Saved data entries
----------------------------------------

//! Interface to the PEF container loader.
//!
//! `ncmp` decompressors ship as PEF containers of PowerPC code. Loading one
//! is an external collaborator's job; the shim only needs the narrow surface
//! below: load the container into guest memory, enumerate exports, and read
//! the transition vector the single export points at.

use crate::mem::MemoryContext;
use crate::Result;

/// One exported symbol, already relocated into the target context.
#[derive(Debug, Clone)]
pub struct PefExport {
    pub name: String,
    pub addr: u32,
}

/// What the shim needs to know about a loaded container.
#[derive(Debug, Clone, Default)]
pub struct PefImage {
    pub is_ppc: bool,
    pub exports: Vec<PefExport>,
    pub has_init: bool,
    pub has_main: bool,
    pub has_term: bool,
}

/// Loads a PEF container into a memory context. Implemented by the
/// executable-format layer; the shim drives it through this trait.
pub trait PefLoader {
    /// Load `data` into `mem` at (or above) `base` and describe the result.
    fn load_into(&self, name: &str, data: &[u8], mem: &mut MemoryContext, base: u32)
        -> Result<PefImage>;
}

/// A PowerPC function pointer: code address plus the R2 (table of contents)
/// value to install before jumping to it.
#[derive(Debug, Clone, Copy, PartialEq, Eq)]
pub struct TransitionVector {
    pub code_addr: u32,
    pub r2_value: u32,
}

impl TransitionVector {
    /// Read the two consecutive big-endian words at `addr`.
    pub fn read(mem: &MemoryContext, addr: u32) -> Result<Self> {
        Ok(Self {
            code_addr: mem.read_u32b(addr)?,
            r2_value: mem.read_u32b(addr.wrapping_add(4))?,
        })
    }
}

#[cfg(test)]
mod tests {
    use super::*;

    #[test]
    fn transition_vector_reads_two_words() {
        let mut mem = MemoryContext::new();
        mem.allocate_at(0x1000, 0x10).unwrap();
        mem.write_u32b(0x1000, 0xF000_0020).unwrap();
        mem.write_u32b(0x1004, 0x0001_2000).unwrap();
        let tv = TransitionVector::read(&mem, 0x1000).unwrap();
        assert_eq!(tv.code_addr, 0xF000_0020);
        assert_eq!(tv.r2_value, 0x0001_2000);
    }
}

----------------------------------------

● What you are asked to do
Count how many lines in the entries above hold the word "PefExport". Give that number by itself.

● Output for this task
2